Required Information Example
Application Walkway, platform, trench cover, stair tread, mezzanine, or vehicle floor
Steel grade Required carbon steel grade and material standard
Grating construction Welded or press-locked
Bearing bar size For example, 30 × 3 mm or 40 × 5 mm
Bearing bar spacing For example, 30 mm on center
Cross bar type Twisted square bar, round bar, or flat bar
Cross bar spacing For example, 50 mm or 100 mm on center
Surface type Plain or serrated
Panel dimensions Length and width of each individual panel
Bearing bar direction Clearly identified on drawings
Clear support span Unsupported distance between structural supports
Uniform load Required distributed loading
Concentrated or wheel load Maximum load and contact dimensions
Allowable deflection Project or standard limit
Edge treatment Open edge, trim banding, or load banding
Special fabrication Notches, cutouts, toe plates, frames, handles, or locks
Galvanizing requirement Applicable standard, coating requirement, and inspection documentation
Panel quantity Total number of panels and total square meters
Installation accessories Clips, bolts, anchors, stair tread fasteners, or lifting tools
Documentation Material certificate, coating report, load calculation, or test report
Packaging Standard bundle, pallet, or seaworthy export packing
Delivery destination City, port, and country
Trade term EXW, FOB, CIF, DAP, or DDP

Provide Individual Panel Sizes

Total square meters alone do not show how much cutting and banding are required. The supplier should receive the dimensions and quantity of every panel type.

Provide a Platform or Trench Layout

A layout drawing should show support beams, trench edges, panel divisions, columns, pipes, stairs, openings, frames, and bearing bar direction.

Provide Actual Loading

Descriptions such as pedestrian, industrial, or heavy duty are useful but not sufficient for final design. The supplier may need the uniform load, concentrated load, wheel load, contact area, span, and allowable deflection.

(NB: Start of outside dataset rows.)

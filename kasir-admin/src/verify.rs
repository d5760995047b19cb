/// User credential verification
///
/// Reads every user, verifies the expected probe from a [`ProbeTable`]
/// against the stored hash, and then counts the users again as an
/// independent connectivity check.
///
/// A user with no probe entry is reported as [`ProbeOutcome::NoProbe`]
/// rather than tested against a guess. A stored hash the Argon2 verifier
/// cannot read is reported per row and does not stop the run; only store
/// errors do.

use crate::error::AdminResult;
use crate::probes::ProbeTable;
use crate::store::UserDirectory;
use kasir_shared::auth::password::{hash_scheme, verify_password, PasswordError};
use kasir_shared::models::user::User;
use std::fmt;
use tracing::{debug, info, warn};

/// Exit code when the run completed but some credentials failed
pub const EXIT_CREDENTIALS_FAILED: u8 = 2;

/// Result of probing one user
#[derive(Debug, Clone, PartialEq, Eq)]
pub enum ProbeOutcome {
    Valid,
    Invalid,

    /// The probe table has no entry for this email
    NoProbe,

    /// The stored hash is not a readable Argon2 PHC string
    UnreadableHash(String),
}

impl ProbeOutcome {
    /// Whether this outcome should fail the run
    pub fn is_failure(&self) -> bool {
        matches!(self, ProbeOutcome::Invalid | ProbeOutcome::UnreadableHash(_))
    }
}

/// One row of the verification report
#[derive(Debug, Clone)]
pub struct UserCheck {
    pub user: User,
    pub probe: Option<String>,
    pub outcome: ProbeOutcome,
}

/// Everything the verification run found
#[derive(Debug, Clone)]
pub struct VerificationReport {
    /// One entry per listed user, in id order
    pub checks: Vec<UserCheck>,

    /// `COUNT(*)` taken after the listing
    pub total_count: i64,
}

impl VerificationReport {
    pub fn valid_count(&self) -> usize {
        self.count_where(|o| *o == ProbeOutcome::Valid)
    }

    pub fn failed_count(&self) -> usize {
        self.count_where(ProbeOutcome::is_failure)
    }

    pub fn skipped_count(&self) -> usize {
        self.count_where(|o| *o == ProbeOutcome::NoProbe)
    }

    /// 0 when nothing failed, [`EXIT_CREDENTIALS_FAILED`] otherwise
    pub fn exit_code(&self) -> u8 {
        if self.failed_count() == 0 {
            0
        } else {
            EXIT_CREDENTIALS_FAILED
        }
    }

    fn count_where<F: Fn(&ProbeOutcome) -> bool>(&self, predicate: F) -> usize {
        self.checks.iter().filter(|c| predicate(&c.outcome)).count()
    }
}

/// Probes a single user; no store access
pub fn check_user(user: &User, probes: &ProbeTable) -> UserCheck {
    let Some(probe) = probes.probe_for(&user.email) else {
        debug!(user_id = user.id, "No probe for user");
        return UserCheck {
            user: user.clone(),
            probe: None,
            outcome: ProbeOutcome::NoProbe,
        };
    };

    let outcome = match verify_password(probe, &user.password_hash) {
        Ok(true) => ProbeOutcome::Valid,
        Ok(false) => ProbeOutcome::Invalid,
        Err(PasswordError::InvalidHash(reason)) => {
            let scheme = hash_scheme(&user.password_hash);
            warn!(user_id = user.id, scheme, "Stored hash is not readable");
            ProbeOutcome::UnreadableHash(format!("{scheme}: {reason}"))
        }
        Err(e) => ProbeOutcome::UnreadableHash(e.to_string()),
    };

    UserCheck {
        user: user.clone(),
        probe: Some(probe.to_string()),
        outcome,
    }
}

/// Runs the verification against a user directory
///
/// # Errors
///
/// Any store error aborts the run.
pub async fn verify_users<D>(directory: &D, probes: &ProbeTable) -> AdminResult<VerificationReport>
where
    D: UserDirectory + ?Sized,
{
    info!("👀 Checking users in database...");

    let users = directory.list_users().await?;
    let checks: Vec<UserCheck> = users.iter().map(|user| check_user(user, probes)).collect();

    info!("🔍 Testing database connection...");
    let total_count = directory.count_users().await?;

    let report = VerificationReport {
        checks,
        total_count,
    };

    info!(
        users = report.checks.len(),
        valid = report.valid_count(),
        failed = report.failed_count(),
        skipped = report.skipped_count(),
        "User check finished"
    );

    Ok(report)
}

impl fmt::Display for UserCheck {
    fn fmt(&self, f: &mut fmt::Formatter<'_>) -> fmt::Result {
        let user = &self.user;
        writeln!(f, "👤 User {}:", user.id)?;
        writeln!(f, "   Name: {}", user.name)?;
        writeln!(f, "   Email: {}", user.email)?;
        writeln!(f, "   Role: {}", user.role)?;
        writeln!(f, "   Password hash: {}", user.password_hash)?;

        match (&self.probe, &self.outcome) {
            (Some(probe), ProbeOutcome::Valid) => {
                write!(f, "   Password test ({probe}): ✅ VALID")
            }
            (Some(probe), ProbeOutcome::Invalid) => {
                write!(f, "   Password test ({probe}): ❌ INVALID")
            }
            (Some(probe), ProbeOutcome::UnreadableHash(reason)) => {
                write!(f, "   Password test ({probe}): ⚠️ UNREADABLE HASH ({reason})")
            }
            _ => write!(f, "   Password test: ⏭️ SKIPPED (no expected probe)"),
        }
    }
}

impl fmt::Display for VerificationReport {
    fn fmt(&self, f: &mut fmt::Formatter<'_>) -> fmt::Result {
        writeln!(f, "📊 Found {} users:", self.checks.len())?;

        for check in &self.checks {
            writeln!(f)?;
            writeln!(f, "{check}")?;
        }

        writeln!(f)?;
        write!(f, "✅ Database connected. Total users: {}", self.total_count)
    }
}
/// Authentication utilities
///
/// # Modules
///
/// - [`password`]: Argon2id password hashing and verification
///
/// The kasir tooling never handles sessions or tokens; the REST server owns
/// those. What it does own is the password hash format written into the
/// `users` table.

pub mod password;
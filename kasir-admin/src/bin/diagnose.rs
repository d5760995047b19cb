//! # kasir-diagnose
//!
//! Step-by-step check of the database setup: connectivity, which database
//! the URL reaches, migrations, table row counts, catalog consistency and
//! the environment. Ends with recommended next steps.
//!
//! Exits 0 when the database is reachable and every expected table exists.

use kasir_admin::config::Config;
use kasir_admin::diagnose::{diagnose, environment_snapshot, DiagnosisReport};
use kasir_admin::error::{report_exit, AdminResult};
use kasir_admin::logging::init_tracing;
use kasir_admin::store::Store;
use std::process::ExitCode;

#[tokio::main]
async fn main() -> anyhow::Result<ExitCode> {
    init_tracing();
    Ok(report_exit(run().await))
}

async fn run() -> AdminResult<u8> {
    let config = Config::from_env()?;
    let environment = environment_snapshot(|key| std::env::var(key).ok());

    let report = match config.database_config() {
        Ok(database) => {
            let snapshot = environment.clone();
            Store::scoped(database, |store| async move {
                Ok(diagnose(store.pool(), snapshot).await)
            })
            .await
            .unwrap_or_else(|e| DiagnosisReport::without_database(environment, e.to_string()))
        }
        Err(e) => DiagnosisReport::without_database(environment, e.to_string()),
    };

    println!("{report}");
    Ok(report.exit_code())
}
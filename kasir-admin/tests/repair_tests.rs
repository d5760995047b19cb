/// Integration tests for the destructive user reset

mod common;

use common::{user_with_password, FailOn, MemoryStore};
use kasir_admin::error::AdminError;
use kasir_admin::repair::repair_users;
use kasir_admin::seed::{default_accounts, SeedAccount};
use kasir_shared::auth::password::verify_password;
use kasir_shared::models::user::UserRole;

fn existing_users() -> MemoryStore {
    MemoryStore::with_users(vec![
        user_with_password(7, "admin@kasir.com", "lupa", UserRole::Admin),
        user_with_password(8, "kasir@kasir.com", "lupa", UserRole::Cashier),
        user_with_password(9, "gudang@kasir.com", "gudang123", UserRole::Cashier),
    ])
}

#[tokio::test]
async fn test_repair_leaves_exactly_the_seed_accounts() {
    let store = existing_users();

    let report = repair_users(&store, &default_accounts(), true)
        .await
        .unwrap();

    assert_eq!(report.deleted, 3);

    let users = store.users();
    assert_eq!(users.len(), 2);

    let admin = &users[0];
    assert_eq!(admin.email, "admin@kasir.com");
    assert_eq!(admin.name, "Administrator");
    assert_eq!(admin.role, UserRole::Admin);
    assert!(verify_password("admin123", &admin.password_hash).unwrap());
    assert!(!verify_password("wrongpassword", &admin.password_hash).unwrap());

    let cashier = &users[1];
    assert_eq!(cashier.email, "kasir@kasir.com");
    assert_eq!(cashier.name, "Kasir 1");
    assert_eq!(cashier.role, UserRole::Cashier);
    assert!(verify_password("kasir123", &cashier.password_hash).unwrap());
    assert!(!verify_password("admin123", &cashier.password_hash).unwrap());

    assert!(report.created.iter().all(|c| c.verified));
}

#[tokio::test]
async fn test_repair_report_lists_credentials() {
    let store = MemoryStore::default();

    let report = repair_users(&store, &default_accounts(), true)
        .await
        .unwrap();
    let text = report.to_string();

    assert!(text.starts_with("🗑️ Deleted 0 existing users"));
    assert!(text.contains("✅ Created admin user: { id: 1, email: admin@kasir.com }"));
    assert!(text.contains("✅ Created cashier user: { id: 2, email: kasir@kasir.com }"));
    assert!(text.contains("🧪 Password test admin@kasir.com: true"));
    assert!(text.contains("👨‍💼 Admin: admin@kasir.com / admin123"));
    assert!(text.contains("👩‍💻 Cashier: kasir@kasir.com / kasir123"));
}

#[tokio::test]
async fn test_repair_is_idempotent() {
    let store = existing_users();

    repair_users(&store, &default_accounts(), true).await.unwrap();
    let second = repair_users(&store, &default_accounts(), true).await.unwrap();

    assert_eq!(second.deleted, 2);
    assert_eq!(store.users().len(), 2);
}

#[tokio::test]
async fn test_unconfirmed_repair_touches_nothing() {
    let store = existing_users();
    let before = store.users();

    let err = repair_users(&store, &default_accounts(), false)
        .await
        .unwrap_err();

    assert!(matches!(err, AdminError::NotConfirmed));
    assert_eq!(store.users(), before);
}

#[tokio::test]
async fn test_invalid_seed_is_rejected_before_writing() {
    let store = existing_users();
    let before = store.users();
    let accounts = vec![SeedAccount::new(
        "Administrator",
        "admin-at-kasir",
        "admin123",
        UserRole::Admin,
    )];

    let err = repair_users(&store, &accounts, true).await.unwrap_err();

    assert!(matches!(err, AdminError::Validation(_)));
    assert_eq!(store.users(), before);
}

#[tokio::test]
async fn test_failed_replace_surfaces_store_error() {
    let store = MemoryStore::failing(FailOn::Replace);

    let err = repair_users(&store, &default_accounts(), true)
        .await
        .unwrap_err();

    assert_eq!(err.label(), "StoreError");
}

#[tokio::test]
async fn test_missing_created_row_fails_self_check() {
    let store = MemoryStore::failing(FailOn::ReplaceShort);
    let accounts = default_accounts();

    let err = repair_users(&store, &accounts, true).await.unwrap_err();

    match err {
        AdminError::SelfCheckFailed { email } => assert_eq!(email, accounts[1].email),
        other => panic!("Expected SelfCheckFailed, got {:?}", other),
    }
}
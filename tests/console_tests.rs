//! Console: every verb, range rejection versus clamping, and the
//! configuration dirty-flag handshake.

use std::sync::Arc;

use ssb_exciter::config::SharedConfig;
use ssb_exciter::console::{Console, ConsoleAction, ConsoleError};
use ssb_exciter::runtime::RuntimeShared;

fn console() -> (Console, Arc<RuntimeShared>, Arc<SharedConfig>) {
    let shared = Arc::new(RuntimeShared::new());
    let config = Arc::new(SharedConfig::default());
    // Drain the initial dirty flag so tests observe only their own commits.
    config.take_if_dirty();
    (Console::new(shared.clone(), config.clone()), shared, config)
}

#[test]
fn empty_line_is_ok() {
    let (c, _, _) = console();
    let reply = c.handle_line("   ").unwrap();
    assert_eq!(reply.text, "OK");
    assert_eq!(reply.action, ConsoleAction::None);
}

#[test]
fn unknown_verb_is_rejected() {
    let (c, _, _) = console();
    assert!(matches!(
        c.handle_line("explode"),
        Err(ConsoleError::UnknownCommand(_))
    ));
}

#[test]
fn freq_in_range_is_applied_exactly() {
    let (c, shared, _) = console();
    c.handle_line("freq 2450000000").unwrap();
    assert_eq!(shared.center_freq_hz(), 2_450_000_000);
}

#[test]
fn freq_out_of_range_is_rejected_not_clamped() {
    let (c, shared, _) = console();
    let before = shared.center_freq_hz();
    assert!(matches!(
        c.handle_line("freq 100"),
        Err(ConsoleError::FrequencyOutOfRange(100))
    ));
    assert_eq!(shared.center_freq_hz(), before);
}

#[test]
fn ppm_validates_its_range() {
    let (c, shared, _) = console();
    c.handle_line("ppm -12.5").unwrap();
    assert_eq!(shared.ppm(), -12.5);
    assert!(matches!(
        c.handle_line("ppm 500"),
        Err(ConsoleError::PpmOutOfRange(_))
    ));
}

#[test]
fn jitter_and_txpwr_clamp_instead_of_rejecting() {
    let (c, shared, _) = console();
    c.handle_line("jitter 1000").unwrap();
    assert_eq!(shared.jitter_us(), 30);
    c.handle_line("txpwr 50").unwrap();
    assert_eq!(shared.tx_power_dbm(), 13);
    c.handle_line("txpwr -50").unwrap();
    assert_eq!(shared.tx_power_dbm(), -18);
}

#[test]
fn cw_and_stop_toggle_the_test_flag_with_actions() {
    let (c, shared, _) = console();
    let reply = c.handle_line("cw").unwrap();
    assert_eq!(reply.action, ConsoleAction::StartCw);
    assert!(shared.cw_test());

    let reply = c.handle_line("stop").unwrap();
    assert_eq!(reply.action, ConsoleAction::StopCw);
    assert!(!shared.cw_test());
}

#[test]
fn enable_toggles_commit_and_raise_dirty() {
    let (c, _, config) = console();
    assert!(!config.is_dirty());

    c.handle_line("enable comp off").unwrap();
    assert!(config.is_dirty());
    let cfg = config.take_if_dirty().unwrap();
    assert!(!cfg.enable_comp);
    assert!(cfg.enable_bandpass);

    assert!(matches!(
        c.handle_line("enable reverb on"),
        Err(ConsoleError::UnknownSection(_))
    ));
}

#[test]
fn set_updates_one_field_and_rejects_unknown_keys() {
    let (c, _, config) = console();
    c.handle_line("set bp_lo 120").unwrap();
    let cfg = config.take_if_dirty().unwrap();
    assert_eq!(cfg.bp_lo_hz, 120.0);

    assert!(matches!(
        c.handle_line("set reverb 1"),
        Err(ConsoleError::UnknownKey(_))
    ));
    assert!(!config.is_dirty());
}

#[test]
fn set_is_case_insensitive() {
    let (c, _, config) = console();
    c.handle_line("SET COMP_RATIO 8").unwrap();
    let cfg = config.take_if_dirty().unwrap();
    assert_eq!(cfg.comp_ratio, 8.0);
}

#[test]
fn missing_arguments_are_reported() {
    let (c, _, _) = console();
    assert!(matches!(
        c.handle_line("freq"),
        Err(ConsoleError::MissingArgument("freq"))
    ));
    assert!(matches!(
        c.handle_line("set bp_lo"),
        Err(ConsoleError::MissingArgument("set"))
    ));
    assert!(matches!(
        c.handle_line("freq abc"),
        Err(ConsoleError::BadNumber(_))
    ));
}

#[test]
fn get_reports_config_and_rf_state() {
    let (c, shared, _) = console();
    shared.set_center_freq_hz(2_410_000_000);
    let reply = c.handle_line("get").unwrap();
    assert!(reply.text.contains("2410000000"));
    assert!(reply.text.contains("bp:"));
    assert!(reply.text.contains("comp:"));
}

#[test]
fn diag_reports_counters_and_requests_chip_status() {
    let (c, shared, _) = console();
    shared.count_underrun();
    shared.count_dropped_frames(7);
    let reply = c.handle_line("diag").unwrap();
    assert_eq!(reply.action, ConsoleAction::QueryChip);
    assert!(reply.text.contains("underruns 1"));
    assert!(reply.text.contains("dropped_frames 7"));
}

#[test]
fn help_lists_every_verb() {
    let (c, _, _) = console();
    let text = c.handle_line("help").unwrap().text;
    for verb in ["get", "diag", "cw", "stop", "freq", "ppm", "jitter", "txpwr", "enable", "set"] {
        assert!(text.contains(verb), "help is missing '{verb}'");
    }
}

Specify the Galvanizing Standard

The inquiry should identify the required hot-dip galvanizing standard and whether coating thickness measurements, repair records, or inspection reports are required.

Confirm the Commercial Scope

The buyer should confirm whether the price includes raw material, fabrication, galvanizing, frames, clips, load calculations, material certificates, coating inspection, packaging, freight, duty, and tax.

Hot-Dip Galvanized Grating Price Related Questions

How much does hot-dip galvanized grating cost per square meter?

Common standard-duty hot-dip galvanized grating generally costs approximately US$20 to US$70 per square meter for factory quantities. Cut-to-size fabricated panels commonly cost approximately US$35 to US$120 per square meter. Close-mesh, framed, serrated, or heavy-duty galvanized grating may cost US$80 to US$250 per square meter or more. The actual price depends on the bearing bar size, spacing, unit weight, coating requirement, fabrication, quantity, and delivery terms.

Is serrated galvanized grating more expensive than plain grating?

Yes. Serrated galvanized grating is commonly around 5 to 15 percent more expensive than an otherwise comparable plain panel because the bearing bars require an additional serration-forming process. The exact difference depends on the bearing bar size, order quantity, manufacturing method, and whether the serrated material is available from stock.

What information is needed to quote galvanized steel grating?

An accurate quotation normally requires the steel grade, bearing bar height and thickness, bearing bar spacing, cross bar type and spacing, smooth or serrated surface, panel dimensions, bearing bar direction, support span, design load, edge banding, cutouts, frames, galvanizing standard, coating inspection requirements, total quantity, packaging, delivery destination, and trade term. A panel layout and load information provide the most reliable basis for factory pricing.